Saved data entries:
++++++

//! Endpoint classification
//!
//! Turns the provider's endpoint records into the three sets the device
//! understands: bypass URLs, IPv4 networks and IPv6 networks. Each set is
//! deduplicated and kept in lexicographic order, so the output does not
//! depend on record order.
//!
//! URLs are kept raw here. The two URL targets shape them differently:
//! - [`ClassifiedSet::url_category_rules`] for the custom URL category
//! - [`ClassifiedSet::url_data_group_keys`] for the flat URL data-group

use std::collections::BTreeSet;
use std::fmt;
use std::hash::{Hash, Hasher};
use std::str::FromStr;

use ipnetwork::{Ipv4Network, Ipv6Network};
use serde::{Deserialize, Serialize};
use tracing::{debug, warn};

use crate::config::TargetToggles;

/// Coarse grouping of a provider's endpoints
///
/// Areas compare case-insensitively, including `Other` names.
#[derive(Debug, Clone, Serialize, Deserialize)]
#[serde(from = "String", into = "String")]
pub enum ServiceArea {
    Common,
    Exchange,
    SharePoint,
    /// Skype for Business and Teams
    Skype,
    Yammer,
    /// Any area this build does not know about
    Other(String),
}

impl ServiceArea {
    pub fn as_str(&self) -> &str {
        match self {
            ServiceArea::Common => "Common",
            ServiceArea::Exchange => "Exchange",
            ServiceArea::SharePoint => "SharePoint",
            ServiceArea::Skype => "Skype",
            ServiceArea::Yammer => "Yammer",
            ServiceArea::Other(name) => name,
        }
    }
}

impl PartialEq for ServiceArea {
    fn eq(&self, other: &Self) -> bool {
        match (self, other) {
            (ServiceArea::Other(a), ServiceArea::Other(b)) => a.eq_ignore_ascii_case(b),
            (a, b) => std::mem::discriminant(a) == std::mem::discriminant(b),
        }
    }
}

impl Eq for ServiceArea {}

impl Hash for ServiceArea {
    fn hash<H: Hasher>(&self, state: &mut H) {
        std::mem::discriminant(self).hash(state);
        if let ServiceArea::Other(name) = self {
            name.to_ascii_lowercase().hash(state);
        }
    }
}

impl fmt::Display for ServiceArea {
    fn fmt(&self, f: &mut fmt::Formatter<'_>) -> fmt::Result {
        f.write_str(self.as_str())
    }
}

impl From<&str> for ServiceArea {
    fn from(s: &str) -> Self {
        let s = s.trim();
        match s.to_ascii_lowercase().as_str() {
            "common" => ServiceArea::Common,
            "exchange" => ServiceArea::Exchange,
            "sharepoint" => ServiceArea::SharePoint,
            "skype" | "teams" => ServiceArea::Skype,
            "yammer" => ServiceArea::Yammer,
            _ => ServiceArea::Other(s.to_string()),
        }
    }
}

impl From<String> for ServiceArea {
    fn from(s: String) -> Self {
        ServiceArea::from(s.as_str())
    }
}

impl From<ServiceArea> for String {
    fn from(area: ServiceArea) -> Self {
        area.as_str().to_string()
    }
}

impl FromStr for ServiceArea {
    type Err = crate::Error;

    fn from_str(s: &str) -> Result<Self, Self::Err> {
        if s.trim().is_empty() {
            return Err(crate::Error::config("Service area cannot be empty"));
        }
        Ok(ServiceArea::from(s))
    }
}

/// One record of the provider's endpoint list
#[derive(Debug, Clone, PartialEq, Eq, Serialize, Deserialize)]
#[serde(rename_all = "camelCase")]
pub struct EndpointRecord {
    pub id: u64,
    pub service_area: ServiceArea,
    #[serde(default)]
    pub service_area_display_name: Option<String>,

    /// Required URLs
    #[serde(default)]
    pub urls: Vec<String>,
    #[serde(default)]
    pub allow_urls: Vec<String>,
    #[serde(default)]
    pub default_urls: Vec<String>,

    /// IPv4 and IPv6 networks, mixed
    #[serde(default)]
    pub ips: Vec<String>,

    #[serde(default)]
    pub tcp_ports: Option<String>,
    #[serde(default)]
    pub udp_ports: Option<String>,
    #[serde(default)]
    pub category: Option<String>,
    #[serde(default)]
    pub express_route: Option<bool>,
    #[serde(default)]
    pub required: Option<bool>,
    #[serde(default)]
    pub notes: Option<String>,
}

impl EndpointRecord {
    /// A bare record with no URLs or networks
    pub fn new(id: u64, service_area: ServiceArea) -> Self {
        Self {
            id,
            service_area,
            service_area_display_name: None,
            urls: Vec::new(),
            allow_urls: Vec::new(),
            default_urls: Vec::new(),
            ips: Vec::new(),
            tcp_ports: None,
            udp_ports: None,
            category: None,
            express_route: None,
            required: None,
            notes: None,
        }
    }

    pub fn with_urls<I, S>(mut self, urls: I) -> Self
    where
        I: IntoIterator<Item = S>,
        S: Into<String>,
    {
        self.urls = urls.into_iter().map(Into::into).collect();
        self
    }

    pub fn with_ips<I, S>(mut self, ips: I) -> Self
    where
        I: IntoIterator<Item = S>,
        S: Into<String>,
    {
        self.ips = ips.into_iter().map(Into::into).collect();
        self
    }

    /// All URLs in required, allowed, default order
    pub fn all_urls(&self) -> impl Iterator<Item = &String> {
        self.urls
            .iter()
            .chain(self.allow_urls.iter())
            .chain(self.default_urls.iter())
    }
}

/// How a URL category rule matches
#[derive(Debug, Clone, Copy, PartialEq, Eq, Hash, PartialOrd, Ord)]
pub enum MatchType {
    Exact,
    Glob,
}

impl fmt::Display for MatchType {
    fn fmt(&self, f: &mut fmt::Formatter<'_>) -> fmt::Result {
        match self {
            MatchType::Exact => f.write_str("exact-match"),
            MatchType::Glob => f.write_str("glob-match"),
        }
    }
}

/// One URL category rule
///
/// `pattern` is unescaped; escaping `*` for a particular CLI is the device
/// client's concern.
#[derive(Debug, Clone, PartialEq, Eq, Hash, PartialOrd, Ord)]
pub struct UrlRule {
    pub pattern: String,
    pub match_type: MatchType,
}

impl UrlRule {
    pub fn exact(pattern: impl Into<String>) -> Self {
        Self {
            pattern: pattern.into(),
            match_type: MatchType::Exact,
        }
    }

    pub fn glob(pattern: impl Into<String>) -> Self {
        Self {
            pattern: pattern.into(),
            match_type: MatchType::Glob,
        }
    }

    /// First entry of a freshly reset category, naming the applied version
    pub fn version_marker(version: &str) -> Self {
        Self::exact(format!("https://{version}/"))
    }
}

/// Counts of accumulated entries before deduplication
#[derive(Debug, Clone, Copy, Default, PartialEq, Eq)]
pub struct ClassificationStats {
    pub records_matched: usize,
    pub urls_seen: usize,
    pub ipv4_seen: usize,
    pub ipv6_seen: usize,
}

/// Deduplicated, sorted classification output
#[derive(Debug, Clone, Default, PartialEq, Eq)]
pub struct ClassifiedSet {
    urls: BTreeSet<String>,
    ipv4: BTreeSet<String>,
    ipv6: BTreeSet<String>,
    stats: ClassificationStats,
}

impl ClassifiedSet {
    /// Raw bypass URLs
    pub fn urls(&self) -> &BTreeSet<String> {
        &self.urls
    }

    pub fn ipv4(&self) -> &BTreeSet<String> {
        &self.ipv4
    }

    pub fn ipv6(&self) -> &BTreeSet<String> {
        &self.ipv6
    }

    pub fn stats(&self) -> ClassificationStats {
        self.stats
    }

    /// Rules for the custom URL category
    ///
    /// Each URL is lower-cased. A URL starting with `*` yields two glob rules
    /// (`https://<url>/` and `https://<url>`); any other URL yields the same
    /// pair as exact rules. Both forms are needed because the category
    /// lookup for plain HTTP omits the trailing slash.
    pub fn url_category_rules(&self) -> Vec<UrlRule> {
        let lowered: BTreeSet<String> = self.urls.iter().map(|u| u.to_lowercase()).collect();

        let rules: BTreeSet<UrlRule> = lowered
            .iter()
            .flat_map(|url| {
                let with_slash = format!("https://{url}/");
                let without_slash = format!("https://{url}");
                if url.starts_with('*') {
                    [UrlRule::glob(with_slash), UrlRule::glob(without_slash)]
                } else {
                    [UrlRule::exact(with_slash), UrlRule::exact(without_slash)]
                }
            })
            .collect();

        rules.into_iter().collect()
    }

    /// Keys for the URL data-group
    ///
    /// Wildcards are widened away (see [`strip_wildcard`]), then keys are
    /// lower-cased, deduplicated and sorted. Keys that are empty after
    /// stripping are dropped.
    pub fn url_data_group_keys(&self) -> BTreeSet<String> {
        self.urls
            .iter()
            .map(|url| strip_wildcard(url).to_lowercase())
            .filter(|key| !key.is_empty())
            .collect()
    }
}

/// Remove a wildcard prefix from a URL
///
/// Everything up to and including the last `*`, plus the non-dot characters
/// that follow it and the separating dot, is removed:
/// `*.outlook.com` becomes `outlook.com`, `autodiscover.*.onmicrosoft.com`
/// becomes `onmicrosoft.com`. URLs without `*` are returned unchanged.
pub fn strip_wildcard(url: &str) -> &str {
    match url.rfind('*') {
        Some(pos) => {
            let rest = &url[pos + 1..];
            let rest = rest.trim_start_matches(|c: char| c != '.');
            rest.strip_prefix('.').unwrap_or(rest)
        }
        None => url,
    }
}

/// Classify endpoint records
///
/// Only records whose service area is in `interest` contribute. URLs are
/// collected when either URL target is enabled, IPv4 and IPv6 networks only
/// when their own target is enabled. A network is IPv6 if it contains a
/// colon, IPv4 otherwise; entries that do not parse as a network of their
/// class are dropped with a warning.
pub fn classify(
    records: &[EndpointRecord],
    interest: &[ServiceArea],
    targets: &TargetToggles,
) -> ClassifiedSet {
    let want_urls = targets.url_category || targets.url_data_group;
    let mut set = ClassifiedSet::default();

    for record in records.iter().filter(|r| interest.contains(&r.service_area)) {
        set.stats.records_matched += 1;

        if want_urls {
            for url in record.all_urls() {
                set.stats.urls_seen += 1;
                let url = url.trim();
                if !url.is_empty() {
                    set.urls.insert(url.to_string());
                }
            }
        }

        for ip in &record.ips {
            let ip = ip.trim();
            if ip.contains(':') {
                if !targets.ipv6 {
                    continue;
                }
                set.stats.ipv6_seen += 1;
                if parse_network::<Ipv6Network>(ip).is_some() {
                    set.ipv6.insert(ip.to_string());
                } else {
                    warn!("Dropping malformed IPv6 network '{}' (record {})", ip, record.id);
                }
            } else {
                if !targets.ipv4 {
                    continue;
                }
                set.stats.ipv4_seen += 1;
                if parse_network::<Ipv4Network>(ip).is_some() {
                    set.ipv4.insert(ip.to_string());
                } else {
                    warn!("Dropping malformed IPv4 network '{}' (record {})", ip, record.id);
                }
            }
        }
    }

    debug!(
        "Classified {} records: {} URLs, {} IPv4, {} IPv6 (unique)",
        set.stats.records_matched,
        set.urls.len(),
        set.ipv4.len(),
        set.ipv6.len()
    );
    set
}

/// Parse a network in address or `address/prefix` form; the prefix must be
/// plain decimal digits
fn parse_network<N: FromStr>(s: &str) -> Option<N> {
    if let Some((_, prefix)) = s.split_once('/') {
        if prefix.is_empty() || !prefix.bytes().all(|b| b.is_ascii_digit()) {
            return None;
        }
    }
    s.parse().ok()
}

/// Render data-group string entries (`<key> := 1,`)
pub fn render_string_entries<'a>(keys: impl IntoIterator<Item = &'a String>) -> String {
    keys.into_iter().map(|k| format!("{k} := 1,\n")).collect()
}

/// Render data-group network entries (`network <cidr>,`)
pub fn render_network_entries<'a>(networks: impl IntoIterator<Item = &'a String>) -> String {
    networks
        .into_iter()
        .map(|n| format!("network {n},\n"))
        .collect()
}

++++++

Exercise:
Lines from the records above that hold "Yammer" are the ones to list.

Finished exercise:
    Yammer,
            ServiceArea::Yammer => "Yammer",
            "yammer" => ServiceArea::Yammer,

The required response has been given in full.